#### ACTIVITY:
Using the records provided below, locate and copy each line that contains the word "marker".

===== DATA RECORDS

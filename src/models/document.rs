//! Document model representing one searchable entry of the site catalog.

use chrono::NaiveDate;
use serde::{Deserialize, Serialize};
use std::fmt;
use std::str::FromStr;

/// The kind of content a document points at.
///
/// Kinds are a closed set: they drive both result filtering and the
/// per-kind score boost applied by the relevance scorer.
#[derive(Debug, Clone, Copy, Serialize, Deserialize, PartialEq, Eq, Hash, PartialOrd, Ord)]
#[serde(rename_all = "lowercase")]
pub enum DocumentKind {
    /// A top-level site page
    Page,
    /// A section within a page
    Section,
    /// An external or navigation link (login portals, account opening)
    Navigation,
    /// A banking product (accounts, cards, loans)
    Product,
    /// A banking service (SME, corporate, mobile app)
    Service,
}

impl DocumentKind {
    /// All kinds, in declaration order.
    pub const ALL: [DocumentKind; 5] = [
        Self::Page,
        Self::Section,
        Self::Navigation,
        Self::Product,
        Self::Service,
    ];

    /// Get the lowercase name used on the wire and in the UI.
    pub fn as_str(&self) -> &'static str {
        match self {
            Self::Page => "page",
            Self::Section => "section",
            Self::Navigation => "navigation",
            Self::Product => "product",
            Self::Service => "service",
        }
    }

    /// Multiplier applied to a document's summed token score.
    pub fn boost(&self) -> f64 {
        match self {
            Self::Page => 1.5,
            Self::Product => 1.3,
            Self::Service => 1.2,
            Self::Navigation => 1.1,
            Self::Section => 1.0,
        }
    }
}

impl fmt::Display for DocumentKind {
    fn fmt(&self, f: &mut fmt::Formatter<'_>) -> fmt::Result {
        f.write_str(self.as_str())
    }
}

impl FromStr for DocumentKind {
    type Err = String;

    fn from_str(s: &str) -> Result<Self, Self::Err> {
        match s.trim().to_lowercase().as_str() {
            "page" => Ok(Self::Page),
            "section" => Ok(Self::Section),
            "navigation" => Ok(Self::Navigation),
            "product" => Ok(Self::Product),
            "service" => Ok(Self::Service),
            other => Err(format!("Unknown document kind: {}", other)),
        }
    }
}

/// Descriptive, unscored document metadata.
#[derive(Debug, Clone, Serialize, Deserialize, PartialEq, Eq, Default)]
#[serde(rename_all = "camelCase")]
pub struct DocumentMetadata {
    /// One-line summary shown under the result
    #[serde(default, skip_serializing_if = "Option::is_none")]
    pub description: Option<String>,

    /// Free-form marker for when the page content last changed
    #[serde(default, skip_serializing_if = "Option::is_none")]
    pub last_updated: Option<String>,
}

impl DocumentMetadata {
    /// The last-updated marker as a date, when it is an ISO `YYYY-MM-DD` date.
    pub fn last_updated_date(&self) -> Option<NaiveDate> {
        let marker = self.last_updated.as_deref()?;
        NaiveDate::parse_from_str(marker.trim(), "%Y-%m-%d").ok()
    }
}

/// A searchable document in the site catalog.
#[derive(Debug, Clone, Serialize, Deserialize, PartialEq)]
pub struct IndexedDocument {
    /// Unique identifier within the catalog
    pub id: String,

    /// Display title
    pub title: String,

    /// Searchable prose (catalog files call this field `content`)
    #[serde(alias = "content")]
    pub body: String,

    /// Target location
    pub url: String,

    /// Content kind (catalog files call this field `type`)
    #[serde(alias = "type")]
    pub kind: DocumentKind,

    /// Grouping label for UI filtering
    pub category: String,

    /// Ordered tags, matched with high weight
    #[serde(default)]
    pub keywords: Vec<String>,

    /// Optional descriptive metadata (catalog files call this field `meta`)
    #[serde(default, alias = "meta", skip_serializing_if = "Option::is_none")]
    pub metadata: Option<DocumentMetadata>,
}

impl IndexedDocument {
    /// Create a new document without metadata.
    pub fn new(
        id: impl Into<String>,
        title: impl Into<String>,
        body: impl Into<String>,
        url: impl Into<String>,
        kind: DocumentKind,
        category: impl Into<String>,
        keywords: &[&str],
    ) -> Self {
        Self {
            id: id.into(),
            title: title.into(),
            body: body.into(),
            url: url.into(),
            kind,
            category: category.into(),
            keywords: keywords.iter().map(|k| k.to_string()).collect(),
            metadata: None,
        }
    }

    /// Attach a description to the document's metadata.
    pub fn with_description(mut self, description: impl Into<String>) -> Self {
        self.metadata
            .get_or_insert_with(DocumentMetadata::default)
            .description = Some(description.into());
        self
    }

    /// Attach a last-updated date to the document's metadata.
    pub fn with_last_updated(mut self, date: NaiveDate) -> Self {
        self.metadata
            .get_or_insert_with(DocumentMetadata::default)
            .last_updated = Some(date.format("%Y-%m-%d").to_string());
        self
    }
}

==========

#### WORKED SOLUTION:
    /// Free-form marker for when the page content last changed
    /// The last-updated marker as a date, when it is an ISO `YYYY-MM-DD` date.
        let marker = self.last_updated.as_deref()?;
        NaiveDate::parse_from_str(marker.trim(), "%Y-%m-%d").ok()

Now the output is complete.